Input for this task START
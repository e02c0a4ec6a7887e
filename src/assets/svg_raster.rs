use std::str::FromStr;
use std::sync::{Arc, LazyLock};

use anyhow::Context;

use crate::assets::sanitize::{ensure_svg_root, sanitize_svg};
use crate::foundation::core::PixelBuffer;
use crate::foundation::error::{StudioError, StudioResult};

/// Policy for placing a vector document's intrinsic size into a fixed destination buffer.
#[derive(Clone, Copy, Debug, Default, PartialEq, Eq, Hash, serde::Serialize, serde::Deserialize)]
#[serde(rename_all = "snake_case")]
pub enum FitMode {
    /// Source height maps to destination height, centered horizontally (may crop or letterbox).
    #[default]
    FitHeight,
    /// Source maps onto the full destination, ignoring aspect ratio.
    Stretch,
    /// Uniform `min` scale, centered on both axes.
    Contain,
    /// Uniform `max` scale, centered on both axes.
    Cover,
}

impl FromStr for FitMode {
    type Err = StudioError;

    fn from_str(s: &str) -> Result<Self, Self::Err> {
        match s.trim().to_ascii_lowercase().replace('-', "_").as_str() {
            "fit_height" | "fitheight" => Ok(Self::FitHeight),
            "stretch" => Ok(Self::Stretch),
            "contain" => Ok(Self::Contain),
            "cover" => Ok(Self::Cover),
            other => Err(StudioError::validation(format!("unknown fit mode '{other}'"))),
        }
    }
}

impl FitMode {
    /// Destination rectangle for a `src_w`×`src_h` source inside `dst_w`×`dst_h`.
    ///
    /// Offsets and scaled sizes are rounded to whole pixels (half rounds up), so the image
    /// lands on pixel boundaries.
    pub fn placement(self, src_w: f64, src_h: f64, dst_w: u32, dst_h: u32) -> kurbo::Rect {
        let (ow, oh) = (f64::from(dst_w), f64::from(dst_h));
        let src_w = src_w.max(f64::EPSILON);
        let src_h = src_h.max(f64::EPSILON);

        match self {
            Self::FitHeight => {
                let s = oh / src_h;
                let dw = round_half_up(src_w * s);
                let dx = round_half_up((ow - dw) / 2.0);
                kurbo::Rect::new(dx, 0.0, dx + dw, oh)
            }
            Self::Stretch => kurbo::Rect::new(0.0, 0.0, ow, oh),
            Self::Contain | Self::Cover => {
                let (sx, sy) = (ow / src_w, oh / src_h);
                let s = if self == Self::Contain {
                    sx.min(sy)
                } else {
                    sx.max(sy)
                };
                let dw = round_half_up(src_w * s);
                let dh = round_half_up(src_h * s);
                let dx = round_half_up((ow - dw) / 2.0);
                let dy = round_half_up((oh - dh) / 2.0);
                kurbo::Rect::new(dx, dy, dx + dw, dy + dh)
            }
        }
    }
}

fn round_half_up(v: f64) -> f64 {
    (v + 0.5).floor()
}

static SVG_FONTDB: LazyLock<Arc<usvg::fontdb::Database>> = LazyLock::new(|| {
    let mut db = usvg::fontdb::Database::new();
    db.load_system_fonts();
    Arc::new(db)
});

/// Parse an SVG document into a `usvg` tree using the shared system font database.
pub fn parse_svg(bytes: &[u8]) -> StudioResult<usvg::Tree> {
    let opts = usvg::Options {
        fontdb: Arc::clone(&SVG_FONTDB),
        ..Default::default()
    };
    usvg::Tree::from_data(bytes, &opts)
        .context("parse svg tree")
        .map_err(|e| StudioError::decode(format!("{e:#}")))
}

/// Rasterize vector markup into a transparent `width`×`height` buffer.
///
/// Returns `None` on any decode or allocation failure; callers keep whatever they displayed
/// before. The failure is logged.
#[tracing::instrument(skip(markup), fields(markup_len = markup.len()))]
pub fn rasterize(markup: &str, width: u32, height: u32, fit: FitMode) -> Option<PixelBuffer> {
    match try_rasterize(markup, width, height, fit) {
        Ok(buf) => Some(buf),
        Err(err) => {
            tracing::warn!(error = %err, "svg rasterization failed");
            None
        }
    }
}

/// Fallible form of [`rasterize`].
pub fn try_rasterize(
    markup: &str,
    width: u32,
    height: u32,
    fit: FitMode,
) -> StudioResult<PixelBuffer> {
    // Validates the destination size before any decoding work.
    PixelBuffer::transparent(width, height)?;

    let cleaned = sanitize_svg(markup);
    let document = ensure_svg_root(&cleaned, width, height);
    let tree = parse_svg(document.as_bytes())?;

    let size = tree.size();
    let (iw, ih) = (f64::from(size.width()), f64::from(size.height()));
    let dst = fit.placement(iw, ih, width, height);

    let affine = kurbo::Affine::translate((dst.x0, dst.y0))
        * kurbo::Affine::scale_non_uniform(dst.width() / iw, dst.height() / ih);
    let [a, b, c, d, e, f] = affine.as_coeffs();
    let xform = resvg::tiny_skia::Transform::from_row(
        a as f32, b as f32, c as f32, d as f32, e as f32, f as f32,
    );

    let mut pixmap = resvg::tiny_skia::Pixmap::new(width, height)
        .ok_or_else(|| StudioError::render("failed to allocate svg pixmap"))?;
    resvg::render(&tree, xform, &mut pixmap.as_mut());

    tracing::debug!(
        width,
        height,
        dx = dst.x0,
        dy = dst.y0,
        dw = dst.width(),
        dh = dst.height(),
        "rasterized svg"
    );
    PixelBuffer::from_premul(width, height, pixmap.take())
}

#[cfg(test)]
#[path = "../../tests/unit/assets/svg_raster.rs"]
mod tests;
Input for this task END
Reproduce every line from the entries that holds the word "centered".

» **Expected answer**:
    /// Source height maps to destination height, centered horizontally (may crop or letterbox).
    /// Uniform `min` scale, centered on both axes.
    /// Uniform `max` scale, centered on both axes.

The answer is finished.